#### [Directions for this task]
Below are the records; copy out every line that holds the word "caps".

Stored data entries:
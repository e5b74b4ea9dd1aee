// giftbot-core/src/services/giveaway/duration.rs

use once_cell::sync::Lazy;
use regex::Regex;

use crate::Error;

pub const MS_PER_SECOND: u64 = 1_000;
pub const MS_PER_MINUTE: u64 = 60 * MS_PER_SECOND;
pub const MS_PER_HOUR: u64 = 60 * MS_PER_MINUTE;
pub const MS_PER_DAY: u64 = 24 * MS_PER_HOUR;

static DURATION_TOKEN: Lazy<Regex> = Lazy::new(|| {
    Regex::new(r"(?i)(\d+)\s*([dhms])").expect("duration token regex is valid")
});

/// Parses text such as `1d 2h`, `30m`, `2H30M` into milliseconds.
///
/// Tokens may appear in any order and repeated units add up. Text between
/// tokens is ignored, but text with no token at all is `InvalidFormat`.
/// Zero is a valid result; callers that arm timers must reject it.
pub fn parse_duration(text: &str) -> Result<u64, Error> {
    let mut total: u64 = 0;
    let mut matched = false;

    for caps in DURATION_TOKEN.captures_iter(text) {
        matched = true;
        let amount: u64 = caps[1]
            .parse()
            .map_err(|_| Error::InvalidFormat(format!("'{}' is too large", &caps[1])))?;
        let unit_ms = match caps[2].to_ascii_lowercase().as_str() {
            "d" => MS_PER_DAY,
            "h" => MS_PER_HOUR,
            "m" => MS_PER_MINUTE,
            _ => MS_PER_SECOND,
        };
        total = amount
            .checked_mul(unit_ms)
            .and_then(|ms| total.checked_add(ms))
            .ok_or_else(|| Error::InvalidFormat(format!("'{text}' is too long")))?;
    }

    if !matched {
        return Err(Error::InvalidFormat(format!("'{text}' contains no duration")));
    }
    Ok(total)
}

/// Renders milliseconds back into the compact form `parse_duration` accepts,
/// largest unit first. Sub-second remainders are dropped.
pub fn format_duration(ms: u64) -> String {
    let mut rest = ms;
    let mut parts = Vec::new();
    for (unit_ms, suffix) in [
        (MS_PER_DAY, 'd'),
        (MS_PER_HOUR, 'h'),
        (MS_PER_MINUTE, 'm'),
        (MS_PER_SECOND, 's'),
    ] {
        let amount = rest / unit_ms;
        if amount > 0 {
            parts.push(format!("{amount}{suffix}"));
            rest %= unit_ms;
        }
    }
    if parts.is_empty() {
        return "0s".to_string();
    }
    parts.join(" ")
}

#[cfg(test)]
mod tests {
    use super::*;

    #[test]
    fn single_tokens() {
        assert_eq!(parse_duration("1d").unwrap(), 86_400_000);
        assert_eq!(parse_duration("2h").unwrap(), 7_200_000);
        assert_eq!(parse_duration("15m").unwrap(), 900_000);
        assert_eq!(parse_duration("45s").unwrap(), 45_000);
    }

    #[test]
    fn units_are_case_insensitive() {
        assert_eq!(parse_duration("1D").unwrap(), parse_duration("1d").unwrap());
        assert_eq!(parse_duration("3H 2M").unwrap(), parse_duration("3h 2m").unwrap());
    }

    #[test]
    fn token_order_does_not_matter() {
        assert_eq!(parse_duration("1d 2h").unwrap(), parse_duration("2h 1d").unwrap());
        assert_eq!(
            parse_duration("5s 4m 3h 2d").unwrap(),
            parse_duration("2d 3h 4m 5s").unwrap()
        );
    }

    #[test]
    fn duplicate_units_are_summed() {
        assert_eq!(parse_duration("1d 1d").unwrap(), 2 * parse_duration("1d").unwrap());
        assert_eq!(parse_duration("30m30m").unwrap(), MS_PER_HOUR);
    }

    #[test]
    fn whitespace_between_tokens_is_optional() {
        assert_eq!(parse_duration("1h30m").unwrap(), parse_duration("1h 30m").unwrap());
        assert_eq!(parse_duration("  1 h  ").unwrap(), MS_PER_HOUR);
    }

    #[test]
    fn no_token_is_invalid_format() {
        assert!(matches!(parse_duration(""), Err(Error::InvalidFormat(_))));
        assert!(matches!(parse_duration("xyz"), Err(Error::InvalidFormat(_))));
        assert!(matches!(parse_duration("10"), Err(Error::InvalidFormat(_))));
        assert!(matches!(parse_duration("h"), Err(Error::InvalidFormat(_))));
    }

    #[test]
    fn unmatched_text_between_tokens_is_ignored() {
        assert_eq!(parse_duration("1d and 2h").unwrap(), MS_PER_DAY + 2 * MS_PER_HOUR);
    }

    #[test]
    fn zero_is_a_valid_parse() {
        assert_eq!(parse_duration("0s").unwrap(), 0);
    }

    #[test]
    fn overflow_is_invalid_format() {
        assert!(matches!(
            parse_duration("99999999999999999999d"),
            Err(Error::InvalidFormat(_))
        ));
        assert!(matches!(
            parse_duration("200000000000000d"),
            Err(Error::InvalidFormat(_))
        ));
    }

    #[test]
    fn format_uses_largest_units_first() {
        assert_eq!(format_duration(0), "0s");
        assert_eq!(format_duration(MS_PER_DAY + 2 * MS_PER_HOUR), "1d 2h");
        assert_eq!(format_duration(90 * MS_PER_MINUTE), "1h 30m");
        assert_eq!(format_duration(61_500), "1m 1s");
    }

    #[test]
    fn format_output_parses_back() {
        for text in ["1d 2h", "45s", "3d 4h 5m 6s"] {
            let ms = parse_duration(text).unwrap();
            assert_eq!(format_duration(ms), text);
        }
    }
}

#### [Exercise output]
    for caps in DURATION_TOKEN.captures_iter(text) {
        let amount: u64 = caps[1]
            .map_err(|_| Error::InvalidFormat(format!("'{}' is too large", &caps[1])))?;
        let unit_ms = match caps[2].to_ascii_lowercase().as_str() {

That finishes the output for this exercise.